### Data to examine
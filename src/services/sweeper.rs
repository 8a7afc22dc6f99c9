//! Background expiry and repair loop.
//!
//! Runs [`ReconciliationCoordinator::sweep`] on a fixed interval next to the HTTP
//! server. Every instance may run one; the per-intent compare-and-swap keeps
//! concurrent sweeps from applying the same transition twice.

use crate::services::coordinator::ReconciliationCoordinator;
use chrono::Utc;
use std::sync::Arc;
use std::time::Duration;
use tokio::time::sleep;
use tracing::{debug, error, info};

pub async fn run_sweeper(coordinator: Arc<ReconciliationCoordinator>, interval: Duration) {
    info!(interval_secs = interval.as_secs(), "Payment sweeper started");

    loop {
        match coordinator.sweep(Utc::now()).await {
            Ok(report) => debug!(?report, "Sweep pass complete"),
            Err(e) => error!("Sweep pass failed: {}", e),
        }

        sleep(interval).await;
    }
}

### Work to be completed
Wherever the word "sleep" appears in the records above, copy that line.

### Completed task
use tokio::time::sleep;
        sleep(interval).await;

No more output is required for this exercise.